Branden Reid, Junaid M. Afzal, Annemarie M. Mccartney, Roselle Abraham, Brian O'Rourke, Jennifer H. Elisseeff

Research output: Contribution to journalArticlepeer-review

7 Scopus citations


Cellular bioenergetics and redox (reduction-oxidation) play an important role in cell proliferation and differentiation, key aspects of building new tissues. In the present study, we examined the metabolic characteristics of human adipose-derived stem cells (hASCs) during proliferation and differentiation in both monolayer and three-dimensional biomaterial scaffolds.
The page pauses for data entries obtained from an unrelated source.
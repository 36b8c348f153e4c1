//! Exit codes for the shape-graph CLI.

use shape_graph_core::CoreError;

/// Process exit codes.
///
/// - 0: success
/// - 1: runtime failure (I/O, missing dataset, render failure)
/// - 2: invalid input (bad k, too few points, malformed file or config)
#[derive(Debug, Clone, Copy, PartialEq, Eq)]
#[repr(i32)]
pub enum CliExitCode {
    Success = 0,
    Failure = 1,
    InvalidInput = 2,
}

impl From<CliExitCode> for i32 {
    fn from(code: CliExitCode) -> Self {
        code as i32
    }
}

/// Map a core error to the exit code reported to the shell.
pub fn exit_code_for_error(err: &CoreError) -> CliExitCode {
    if err.is_input_error() {
        CliExitCode::InvalidInput
    } else {
        CliExitCode::Failure
    }
}

#[cfg(test)]
mod tests {
    use super::*;

    #[test]
    fn test_exit_codes() {
        assert_eq!(
            exit_code_for_error(&CoreError::InvalidK { k: 0 }),
            CliExitCode::InvalidInput
        );
        assert_eq!(
            exit_code_for_error(&CoreError::InsufficientPoints { count: 1 }),
            CliExitCode::InvalidInput
        );
        assert_eq!(
            exit_code_for_error(&CoreError::SourceError("no dataset".into())),
            CliExitCode::Failure
        );
        assert_eq!(i32::from(CliExitCode::InvalidInput), 2);
    }
}
//! Domain value types.

mod point;

pub use point::{BoundingBox, Point, PointSet};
In monolayer, hASCs exhibited higher glycolysis and lower ox-phos as compared to both adipogenic and osteogenic differentiated cells, and hASCs demonstrated the Warburg effect (aerobic glycolysis). However, reactive oxygen species (ROS) levels increased during adipogenic differentiation, but decreased during osteogenic differentiation. Similarly, a decrease in ROS levels along with a higher mitochondrial membrane potential and viability was observed in hASCs encapsulated in poly(ethylene glycol) (PEG) hydrogels containing an adhesion peptide (RGD), compared to PEG hydrogels with a scrambled control peptide (GRD), demonstrating that adhesion-dependent signaling can also regulate ROS production and bioenergetics. As a result, we hypothesized that we could modulate osteogenesis in PEG hydrogels containing the adhesion peptide (RGD) by further reducing ROS levels using a small therapeutic molecule, L-carnitine, a metabolite with purported antioxidant effects. We observed reduced ROS levels, no effect on mitochondrial membrane potential, and increased osteogenic differentiation and tissue production in cells in the presence of L-carnitine. These results suggest the potential to manipulate tissue production by modulating cellular metabolism.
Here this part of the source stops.